The scandal of pedophilia in the priesthood and its covering over by church hierarchy brought media accusations of pervasive sexual misfunction among Catholic priests. Celibacy and homosexuality became the twin villains of this deviant and destructive behavior and the media broadcasted their supposed negative effects as if they were well-documented facts. Even within the church liberals pointed to the celibacy rule as the root of the problem while conservatives blamed homosexuality, but neither explanation accounts for sexual abuse in the priesthood and its subsequent cover-up, says Greeley. He challenges these popular notions and offers his own assessment of the sources of the problem.

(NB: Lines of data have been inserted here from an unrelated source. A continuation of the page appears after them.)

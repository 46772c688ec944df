//! Scanner route integration tests against a scripted device.
//!
//! Tests verify:
//! - Status and layer queries go through one device session
//! - A completed scan is stored and immediately servable
//! - Deleting a captured slide drops its cached tiles
//! - Device failures map to 503 and the next request reconnects

use axum::http::StatusCode;
use serde_json::json;
use tower::ServiceExt;

use cyto_viewer::device::{decode_scan_payload, Opcode};

use super::test_utils::{
    body_json, get, is_valid_webp, layer_block, post_json, read_command, respond,
    scanner_router, spawn_device, TEST_TILE_SIZE,
};

fn status_payload(current_layer: u32) -> Vec<u8> {
    let mut payload = 2150u32.to_be_bytes().to_vec();
    payload.push(1);
    payload.extend_from_slice(&0u32.to_be_bytes());
    payload.extend_from_slice(&current_layer.to_be_bytes());
    payload
}

#[tokio::test]
async fn test_status_and_layers() {
    let (address, device) = spawn_device(vec![0, 1, 2], |mut stream| async move {
        assert_eq!(read_command(&mut stream).await.0, Opcode::Status);
        respond(&mut stream, &status_payload(2)).await;
    })
    .await;
    let router = scanner_router(address);

    let response = router.clone().oneshot(get("/api/scanner/status")).await.unwrap();
    assert_eq!(response.status(), StatusCode::OK);
    let status = body_json(response).await;
    assert_eq!(status["ready"], true);
    assert_eq!(status["current_layer"], 2);
    assert_eq!(status["temperature_celsius"], 21.5);

    // Layer info was fetched when the session opened
    let response = router.clone().oneshot(get("/api/scanner/layers")).await.unwrap();
    assert_eq!(response.status(), StatusCode::OK);
    let layers = body_json(response).await;
    assert_eq!(layers.as_array().unwrap().len(), 3);
    assert_eq!(layers[1]["layer_index"], 1);
    assert_eq!(layers[1]["focus_depth_microns"], 0.5);

    let health = body_json(router.oneshot(get("/health")).await.unwrap()).await;
    assert_eq!(health["device"], "connected");

    device.await.unwrap();
}

#[tokio::test]
async fn test_scan_stores_servable_slide() {
    let (address, device) = spawn_device(vec![4, 9], |mut stream| async move {
        let (opcode, payload) = read_command(&mut stream).await;
        assert_eq!(opcode, Opcode::Scan);
        let request = decode_scan_payload(&payload).unwrap();
        assert_eq!(request.layers, vec![4, 9]);

        use tokio::io::AsyncWriteExt;
        for layer in request.layers {
            stream
                .write_all(&layer_block(layer, request.width, request.height))
                .await
                .unwrap();
        }
    })
    .await;
    let router = scanner_router(address);

    let response = router
        .clone()
        .oneshot(post_json(
            "/api/scanner/scan",
            &json!({"start_x": 0, "start_y": 0, "width": 24, "height": 20, "layers": [4, 9]}),
        ))
        .await
        .unwrap();
    assert_eq!(response.status(), StatusCode::OK);
    let info = body_json(response).await;
    let slide_id = info["slide_id"].as_str().unwrap().to_string();
    assert!(slide_id.starts_with("slide_"));
    assert_eq!(info["layers"], json!([4, 9]));
    assert_eq!(info["width"], 24);
    device.await.unwrap();

    // Captured slide is listed and served at zoom 0
    let slides = body_json(router.clone().oneshot(get("/api/slides")).await.unwrap()).await;
    assert_eq!(slides[0]["slide_id"], slide_id.as_str());

    let response = router
        .clone()
        .oneshot(get(&format!("/api/tiles/{}?layer=9&x=1&y=1", slide_id)))
        .await
        .unwrap();
    assert_eq!(response.status(), StatusCode::OK);
    let body = super::test_utils::body_bytes(response).await;
    assert!(is_valid_webp(&body));

    // Past the captured area
    let beyond = 24 / TEST_TILE_SIZE + 1;
    let response = router
        .clone()
        .oneshot(get(&format!("/api/tiles/{}?layer=9&x={}", slide_id, beyond)))
        .await
        .unwrap();
    assert_eq!(response.status(), StatusCode::NOT_FOUND);

    let request = axum::http::Request::builder()
        .method("DELETE")
        .uri(format!("/api/slides/{}", slide_id))
        .body(axum::body::Body::empty())
        .unwrap();
    let response = router.clone().oneshot(request).await.unwrap();
    assert_eq!(response.status(), StatusCode::NO_CONTENT);

    // The tile served above was cached; deletion must drop it too
    let tile_uri = format!("/api/tiles/{}?layer=9&x=1&y=1", slide_id);
    let response = router.clone().oneshot(get(&tile_uri)).await.unwrap();
    assert_eq!(response.status(), StatusCode::NOT_FOUND);

    let request = axum::http::Request::builder()
        .uri(&tile_uri)
        .header("if-none-match", format!("\"{}:9:1:1:0\"", slide_id))
        .body(axum::body::Body::empty())
        .unwrap();
    let response = router.oneshot(request).await.unwrap();
    assert_eq!(response.status(), StatusCode::NOT_FOUND);
}

#[tokio::test]
async fn test_scans_in_one_second_get_distinct_slides() {
    let (address, device) = spawn_device(vec![1], |mut stream| async move {
        use tokio::io::AsyncWriteExt;
        for _ in 0..2 {
            let (opcode, payload) = read_command(&mut stream).await;
            assert_eq!(opcode, Opcode::Scan);
            let request = decode_scan_payload(&payload).unwrap();
            stream
                .write_all(&layer_block(1, request.width, request.height))
                .await
                .unwrap();
        }
    })
    .await;
    let router = scanner_router(address);
    let body = json!({"start_x": 0, "start_y": 0, "width": 16, "height": 16, "layers": [1]});

    let mut ids = Vec::new();
    for _ in 0..2 {
        let response = router
            .clone()
            .oneshot(post_json("/api/scanner/scan", &body))
            .await
            .unwrap();
        assert_eq!(response.status(), StatusCode::OK);
        ids.push(body_json(response).await["slide_id"].as_str().unwrap().to_string());
    }
    device.await.unwrap();

    assert_ne!(ids[0], ids[1]);
    let slides = body_json(router.oneshot(get("/api/slides")).await.unwrap()).await;
    assert_eq!(slides.as_array().unwrap().len(), 2);
}

#[tokio::test]
async fn test_scan_request_validated_before_device() {
    // Nothing is listening; validation must fail first
    let listener = tokio::net::TcpListener::bind("127.0.0.1:0").await.unwrap();
    let address = listener.local_addr().unwrap().to_string();
    drop(listener);
    let router = scanner_router(address);

    let response = router
        .clone()
        .oneshot(post_json(
            "/api/scanner/scan",
            &json!({"start_x": 0, "start_y": 0, "width": 0, "height": 10, "layers": [1]}),
        ))
        .await
        .unwrap();
    assert_eq!(response.status(), StatusCode::BAD_REQUEST);

    let response = router
        .oneshot(post_json("/api/scanner/focus", &json!({"layer": 40})))
        .await
        .unwrap();
    assert_eq!(response.status(), StatusCode::BAD_REQUEST);
    assert_eq!(body_json(response).await["error"], "invalid_layer");
}

#[tokio::test]
async fn test_unreachable_device_is_unavailable() {
    let listener = tokio::net::TcpListener::bind("127.0.0.1:0").await.unwrap();
    let address = listener.local_addr().unwrap().to_string();
    drop(listener);
    let router = scanner_router(address);

    let response = router.clone().oneshot(get("/api/scanner/status")).await.unwrap();

    assert_eq!(response.status(), StatusCode::SERVICE_UNAVAILABLE);
    assert_eq!(body_json(response).await["error"], "device_unavailable");

    let health = body_json(router.oneshot(get("/health")).await.unwrap()).await;
    assert_eq!(health["device"], "disconnected");
}

#[tokio::test]
async fn test_focus_and_calibrate() {
    let (address, device) = spawn_device(vec![0], |mut stream| async move {
        let (opcode, payload) = read_command(&mut stream).await;
        assert_eq!(opcode, Opcode::SetFocus);
        assert_eq!(payload, 17u32.to_be_bytes());
        assert_eq!(read_command(&mut stream).await.0, Opcode::Calibrate);
    })
    .await;
    let router = scanner_router(address);

    let response = router
        .clone()
        .oneshot(post_json("/api/scanner/focus", &json!({"layer": 17})))
        .await
        .unwrap();
    assert_eq!(response.status(), StatusCode::NO_CONTENT);

    let response = router
        .oneshot(post_json("/api/scanner/calibrate", &json!({})))
        .await
        .unwrap();
    assert_eq!(response.status(), StatusCode::NO_CONTENT);

    device.await.unwrap();
}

Greeley asserts that most of today's priests are celibate heterosexuals who are psychologically healthy and happy in their work. He challenges works by Eugene Cullen Kennedy, A. W. Richard Sipe, and McDonough and Bianci who rely on their own experiences (or non-random samples) to extrapolate a picture of the problems in the priesthood. Using data from the Los Angeles Times surveys of 1993 and 2002, and from an earlier 1970 NORC study, Greeley assembles a picture of today's priests. His analysis challenges the popular media depictions of sexually and emotionally repressed men whose lives of chosen celibacy make them inordinately vulnerable to predatory sexual behavior. Priests today, he says, are satisfied with their lives as priests, are even happier than they expected to be, and score higher on satisfaction then do doctors, lawyers or Protestant ministers. They find their greatest joy through the explicitly religious aspects of their work such as saying Mass and administering the sacraments. For most, celibacy is either not a problem at all or is viewed as "an on-going journey".

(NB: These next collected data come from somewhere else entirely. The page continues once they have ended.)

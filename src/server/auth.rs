//! Session authentication for the viewer API.
//!
//! A successful login issues a bearer token bound to the user and an expiry:
//!
//! ```text
//! token     = "{user}.{expiry}.{signature}"
//! signature = hex(HMAC-SHA256(secret_key, "{user}.{expiry}"))
//! ```
//!
//! The token is returned in the login response body and set as the
//! `auth_token` cookie. Protected routes accept it either as
//! `Authorization: Bearer <token>` or through that cookie.
//!
//! # Security Properties
//!
//! - **Stateless verification**: the signature alone proves the token was issued here
//! - **Time-limited**: tokens expire after a configurable TTL
//! - **Revocable**: logout revokes the presented token until it would have expired
//! - **Constant-time comparison**: signatures and password digests are compared
//!   with `subtle`
//!
//! # Example
//!
//! ```rust
//! use cyto_viewer::server::auth::SessionAuth;
//!
//! # #[tokio::main]
//! # async fn main() {
//! let auth = SessionAuth::new("my-secret-key").with_password("hunter2");
//!
//! let (token, _expiry) = auth.login("pathologist", "hunter2").unwrap();
//! assert_eq!(auth.verify(&token).await.unwrap(), "pathologist");
//! # }
//! ```

use std::collections::HashMap;
use std::sync::Arc;
use std::time::{Duration, SystemTime, UNIX_EPOCH};

use axum::{
    extract::{Request, State},
    http::{header, HeaderMap, StatusCode},
    middleware::Next,
    response::{IntoResponse, Response},
};
use hmac::{Hmac, Mac};
use sha2::{Digest, Sha256};
use subtle::ConstantTimeEq;
use tokio::sync::Mutex;
use tracing::{debug, warn};

use super::handlers::error_response;

/// Cookie carrying the session token.
pub const AUTH_COOKIE: &str = "auth_token";

/// Default session lifetime.
pub const DEFAULT_TOKEN_TTL: Duration = Duration::from_secs(24 * 60 * 60);

// =============================================================================
// Types
// =============================================================================

type HmacSha256 = Hmac<Sha256>;

/// Authentication error types.
#[derive(Debug, Clone, PartialEq, Eq)]
pub enum AuthError {
    /// No bearer header or cookie
    MissingToken,

    /// Token is not `user.expiry.signature` or the signature is not hex
    MalformedToken,

    /// Token has expired
    Expired {
        /// When the token expired
        expired_at: u64,
        /// Current time
        current_time: u64,
    },

    /// Signature does not match
    InvalidSignature,

    /// Token was revoked by logout
    Revoked,

    /// Login with a wrong password or empty user name
    InvalidCredentials,
}

impl std::fmt::Display for AuthError {
    fn fmt(&self, f: &mut std::fmt::Formatter<'_>) -> std::fmt::Result {
        match self {
            AuthError::MissingToken => write!(f, "Missing session token"),
            AuthError::MalformedToken => write!(f, "Malformed session token"),
            AuthError::Expired {
                expired_at,
                current_time,
            } => write!(
                f,
                "Session expired at {} (current time: {})",
                expired_at, current_time
            ),
            AuthError::InvalidSignature => write!(f, "Invalid session signature"),
            AuthError::Revoked => write!(f, "Session has been revoked"),
            AuthError::InvalidCredentials => write!(f, "Invalid credentials"),
        }
    }
}

impl std::error::Error for AuthError {}

impl IntoResponse for AuthError {
    fn into_response(self) -> Response {
        let (status, error_type) = match &self {
            AuthError::MissingToken => (StatusCode::UNAUTHORIZED, "missing_token"),
            AuthError::MalformedToken => (StatusCode::BAD_REQUEST, "malformed_token"),
            AuthError::Expired { .. } => (StatusCode::UNAUTHORIZED, "session_expired"),
            AuthError::InvalidSignature => (StatusCode::UNAUTHORIZED, "invalid_signature"),
            AuthError::Revoked => (StatusCode::UNAUTHORIZED, "session_revoked"),
            AuthError::InvalidCredentials => (StatusCode::UNAUTHORIZED, "invalid_credentials"),
        };

        // A forged signature or a password guess is worth a warning; expiry is routine
        match &self {
            AuthError::InvalidSignature | AuthError::InvalidCredentials => {
                warn!(
                    error_type = error_type,
                    status = status.as_u16(),
                    "Authentication failed: {}",
                    self
                );
            }
            _ => {
                debug!(
                    error_type = error_type,
                    status = status.as_u16(),
                    "Authentication failed: {}",
                    self
                );
            }
        }

        error_response(status, error_type, self.to_string())
    }
}

// =============================================================================
// Session Authentication
// =============================================================================

/// Issues and verifies HMAC-signed session tokens.
///
/// Clones share the revocation list.
#[derive(Clone)]
pub struct SessionAuth {
    /// Secret key for HMAC computation
    secret_key: Vec<u8>,

    /// SHA-256 of the login password; `None` accepts any password
    password_digest: Option<Vec<u8>>,

    ttl: Duration,

    /// Revoked tokens mapped to their expiry
    revoked: Arc<Mutex<HashMap<String, u64>>>,
}

impl SessionAuth {
    /// Create an authenticator that accepts any password.
    ///
    /// # Arguments
    ///
    /// * `secret_key` - The secret key used for HMAC computation. Should be
    ///   at least 32 bytes for security.
    pub fn new(secret_key: impl AsRef<[u8]>) -> Self {
        Self {
            secret_key: secret_key.as_ref().to_vec(),
            password_digest: None,
            ttl: DEFAULT_TOKEN_TTL,
            revoked: Arc::new(Mutex::new(HashMap::new())),
        }
    }

    /// Require `password` at login.
    pub fn with_password(mut self, password: impl AsRef<[u8]>) -> Self {
        self.password_digest = Some(Sha256::digest(password.as_ref()).to_vec());
        self
    }

    /// Set how long issued tokens stay valid.
    pub fn with_ttl(mut self, ttl: Duration) -> Self {
        self.ttl = ttl;
        self
    }

    pub fn ttl(&self) -> Duration {
        self.ttl
    }

    /// Whether login checks a password at all.
    pub fn requires_password(&self) -> bool {
        self.password_digest.is_some()
    }

    /// Check credentials and issue a token.
    ///
    /// Returns the token and its expiry (Unix epoch seconds).
    pub fn login(&self, user: &str, password: &str) -> Result<(String, u64), AuthError> {
        if user.is_empty() {
            return Err(AuthError::InvalidCredentials);
        }
        if let Some(expected) = &self.password_digest {
            let provided = Sha256::digest(password.as_bytes());
            if !bool::from(provided.as_slice().ct_eq(expected.as_slice())) {
                return Err(AuthError::InvalidCredentials);
            }
        }
        Ok(self.issue(user))
    }

    /// Issue a token for `user` valid for the configured TTL.
    pub fn issue(&self, user: &str) -> (String, u64) {
        let expiry = unix_now() + self.ttl.as_secs();
        (self.issue_with_expiry(user, expiry), expiry)
    }

    /// Issue a token for `user` with a specific expiry timestamp.
    pub fn issue_with_expiry(&self, user: &str, expiry: u64) -> String {
        let signature = hex::encode(self.compute_signature(user, expiry));
        format!("{}.{}.{}", user, expiry, signature)
    }

    /// Verify a token and return the user it was issued to.
    pub async fn verify(&self, token: &str) -> Result<String, AuthError> {
        // The user name may contain dots; expiry and signature never do
        let mut parts = token.rsplitn(3, '.');
        let (Some(signature), Some(expiry), Some(user)) = (parts.next(), parts.next(), parts.next())
        else {
            return Err(AuthError::MalformedToken);
        };
        let expiry: u64 = expiry.parse().map_err(|_| AuthError::MalformedToken)?;

        let current_time = unix_now();
        if current_time > expiry {
            return Err(AuthError::Expired {
                expired_at: expiry,
                current_time,
            });
        }

        let provided = hex::decode(signature).map_err(|_| AuthError::MalformedToken)?;
        let expected = self.compute_signature(user, expiry);
        if !bool::from(provided.as_slice().ct_eq(expected.as_slice())) {
            return Err(AuthError::InvalidSignature);
        }

        if self.revoked.lock().await.contains_key(token) {
            return Err(AuthError::Revoked);
        }

        Ok(user.to_string())
    }

    /// Revoke a token until its expiry. Unparseable tokens are ignored.
    pub async fn revoke(&self, token: &str) {
        let Some(expiry) = token
            .rsplitn(3, '.')
            .nth(1)
            .and_then(|e| e.parse::<u64>().ok())
        else {
            return;
        };

        let now = unix_now();
        let mut revoked = self.revoked.lock().await;
        revoked.retain(|_, until| *until >= now);
        revoked.insert(token.to_string(), expiry);
    }

    fn compute_signature(&self, user: &str, expiry: u64) -> Vec<u8> {
        let mut mac =
            HmacSha256::new_from_slice(&self.secret_key).expect("HMAC can take key of any size");
        mac.update(user.as_bytes());
        mac.update(b".");
        mac.update(expiry.to_string().as_bytes());
        mac.finalize().into_bytes().to_vec()
    }
}

impl std::fmt::Debug for SessionAuth {
    fn fmt(&self, f: &mut std::fmt::Formatter<'_>) -> std::fmt::Result {
        f.debug_struct("SessionAuth")
            .field("requires_password", &self.requires_password())
            .field("ttl", &self.ttl)
            .finish()
    }
}

fn unix_now() -> u64 {
    SystemTime::now()
        .duration_since(UNIX_EPOCH)
        .map(|d| d.as_secs())
        .unwrap_or(0)
}

/// Extract the session token from `Authorization: Bearer` or the auth cookie.
pub fn token_from_headers(headers: &HeaderMap) -> Option<String> {
    let bearer = headers
        .get(header::AUTHORIZATION)
        .and_then(|v| v.to_str().ok())
        .and_then(|v| v.strip_prefix("Bearer "))
        .map(|t| t.trim().to_string());
    if bearer.is_some() {
        return bearer;
    }

    headers
        .get_all(header::COOKIE)
        .iter()
        .filter_map(|v| v.to_str().ok())
        .flat_map(|v| v.split(';'))
        .filter_map(|pair| pair.trim().split_once('='))
        .find(|(name, _)| *name == AUTH_COOKIE)
        .map(|(_, value)| value.to_string())
        .filter(|value| !value.is_empty())
}

/// `Set-Cookie` value carrying a fresh token.
pub fn session_cookie(token: &str, ttl: Duration) -> String {
    format!(
        "{}={}; Path=/; HttpOnly; Secure; SameSite=Strict; Max-Age={}",
        AUTH_COOKIE,
        token,
        ttl.as_secs()
    )
}

/// `Set-Cookie` value that clears the session cookie.
pub fn clear_cookie() -> String {
    format!("{}=; Path=/; HttpOnly; Max-Age=0", AUTH_COOKIE)
}

// =============================================================================
// Axum Middleware
// =============================================================================

/// User name attached to authenticated requests.
#[derive(Debug, Clone, PartialEq, Eq)]
pub struct SessionUser(pub String);

/// Axum middleware rejecting requests without a valid session token.
///
/// # Example
///
/// ```ignore
/// use axum::{Router, middleware};
/// use cyto_viewer::server::auth::{SessionAuth, session_middleware};
///
/// let auth = SessionAuth::new("secret-key");
/// let app = Router::new()
///     .route("/api/tiles/{slide_id}", get(tile_handler))
///     .layer(middleware::from_fn_with_state(auth, session_middleware));
/// ```
pub async fn session_middleware(
    State(auth): State<SessionAuth>,
    mut request: Request,
    next: Next,
) -> Result<Response, AuthError> {
    let token = token_from_headers(request.headers()).ok_or(AuthError::MissingToken)?;
    let user = auth.verify(&token).await?;
    request.extensions_mut().insert(SessionUser(user));
    Ok(next.run(request).await)
}

// =============================================================================
// Tests
// =============================================================================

The 2002 Los Angeles Times study asked if respondents considered themselves heterosexual, homosexual or somewhere in-between. Seventy percent said they were heterosexual, nine % said they were homosexual, and the rest somewhere in-between. Though the low response rate and the nature of the question raise some doubt about the reliability of the responses, these numbers, says Greeley, challenge popular assumptions that the priesthood is an overtly homosexual institution.

The Los Angeles Times survey data also reflect changes in attitudes toward the priesthood among younger priests. Younger priests, Greeley says, are more conservative than older priests whose lives were shaped by the reforms initiated by the Vatican II Council. (Greeley himself belongs to the older cohort of priests and clearly favors the church reform perspective that followed in the wake of Vatican II.) These "post-Vatican II" priests are less likely than older priests to be in favor of married priests, the ordination of women, and the election of bishops. He thinks their responses reflect a desire to return to a more conservative pre-Vatican II church, fostered by church leadership but in direct conflict with older clergy and with the laity. This desire to return to a more clerical priesthood is especially ominous because it is clericalism in the church, Greeley believes, that fostered the hiding of priestly abuse.

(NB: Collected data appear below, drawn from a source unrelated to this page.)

//! Fixtures shared by the pipeline and batch tests.

use std::sync::atomic::{AtomicUsize, Ordering};
use std::sync::Arc;

use async_trait::async_trait;
use bytes::Bytes;

use crate::compute::{rgba_len, ColorMatrix, ComputeBackend, CpuBackend, DeviceBuffer};
use crate::error::{ArchiveError, ComputeError};
use crate::pool::BufferPool;
use crate::slide::SlideArchive;

use super::{TileCache, TileIdentity, TilePipeline};

/// Red channel value that makes [`PoisonBackend`] fail.
pub const POISON: u8 = 0xEE;

/// Archive whose every pixel is `[(tile_x * 10 + focus_layer) % 200, 0, 0, 255]`,
/// or [`POISON`] red for tiles with `tile_x == poison_x`.
///
/// The modulus keeps pattern pixels below [`POISON`] for any coordinate.
pub struct PatternArchive {
    pub reads: AtomicUsize,
    pub poison_x: Option<u32>,
    pub missing_x: Option<u32>,
}

impl PatternArchive {
    pub fn new() -> Self {
        Self {
            reads: AtomicUsize::new(0),
            poison_x: None,
            missing_x: None,
        }
    }

    pub fn reads(&self) -> usize {
        self.reads.load(Ordering::SeqCst)
    }
}

#[async_trait]
impl SlideArchive for PatternArchive {
    async fn read_tile(
        &self,
        identity: &TileIdentity,
        width: u32,
        height: u32,
    ) -> Result<Bytes, ArchiveError> {
        self.reads.fetch_add(1, Ordering::SeqCst);
        if Some(identity.tile_x) == self.missing_x {
            return Err(ArchiveError::NotFound(identity.cache_key()));
        }
        let red = if Some(identity.tile_x) == self.poison_x {
            POISON
        } else {
            ((identity.tile_x * 10 + identity.focus_layer) % 200) as u8
        };
        let pixels: Vec<u8> = [red, 0, 0, 255]
            .iter()
            .copied()
            .cycle()
            .take(rgba_len(width, height))
            .collect();
        Ok(Bytes::from(pixels))
    }
}

/// CPU backend whose `color_correct` fails on inputs starting with a
/// [`POISON`] pixel.
pub struct PoisonBackend {
    inner: CpuBackend,
}

impl PoisonBackend {
    pub fn new() -> Self {
        Self {
            inner: CpuBackend::new(),
        }
    }

    pub fn allocated_bytes(&self) -> usize {
        self.inner.allocated_bytes()
    }
}

impl ComputeBackend for PoisonBackend {
    fn name(&self) -> &'static str {
        "poison"
    }

    fn alloc(&self, len: usize) -> Result<DeviceBuffer, ComputeError> {
        self.inner.alloc(len)
    }

    fn free(&self, buffer: DeviceBuffer) {
        self.inner.free(buffer)
    }

    fn upload(&self, dst: &DeviceBuffer, src: &[u8]) -> Result<(), ComputeError> {
        self.inner.upload(dst, src)
    }

    fn download(&self, src: &DeviceBuffer, dst: &mut [u8]) -> Result<(), ComputeError> {
        self.inner.download(src, dst)
    }

    fn color_correct(
        &self,
        input: &DeviceBuffer,
        output: &DeviceBuffer,
        width: u32,
        height: u32,
        matrix: Option<&ColorMatrix>,
    ) -> Result<(), ComputeError> {
        let mut pixels = vec![0u8; input.len()];
        self.inner.download(input, &mut pixels)?;
        if pixels.first() == Some(&POISON) {
            return Err(ComputeError::Kernel {
                kernel: "color_correct",
                message: "poisoned input".to_string(),
            });
        }
        self.inner.color_correct(input, output, width, height, matrix)
    }

    fn focus_stack(
        &self,
        layers: &[DeviceBuffer],
        weights: &[f32],
        output: &DeviceBuffer,
        width: u32,
        height: u32,
    ) -> Result<(), ComputeError> {
        self.inner.focus_stack(layers, weights, output, width, height)
    }

    fn sharpen(
        &self,
        input: &DeviceBuffer,
        output: &DeviceBuffer,
        width: u32,
        height: u32,
        amount: f32,
    ) -> Result<(), ComputeError> {
        self.inner.sharpen(input, output, width, height, amount)
    }
}

/// Pipeline over `archive` with small tiles in mind: 4 buffers of 64×64 RGBA.
pub fn pipeline<A: SlideArchive>(
    archive: A,
    backend: Arc<dyn ComputeBackend>,
) -> TilePipeline<A> {
    TilePipeline::new(
        archive,
        TileCache::with_capacity(1024 * 1024),
        BufferPool::new(4, rgba_len(64, 64)),
        backend,
    )
}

Greeley synthesizes his argument with a twelve point summary followed by a chapter of "Policy Implications" which, he clarifies, "are my own reflections on the data and do not flow logically from the data" (118). He concludes that clerical culture is the essential cause of the sexual abuse scandal and that more open communication is the key to its resolution.

This book provides Greeley's own perspective on the causes of the pedophilia scandal while successfully refuting the popularly debated charges against celibacy and homosexuality. While some conclusions go beyond what is evidenced in the cited data, it provides a thoughtful context for considering why the abuse scandal happened and what might prevent such devastating errors in the future.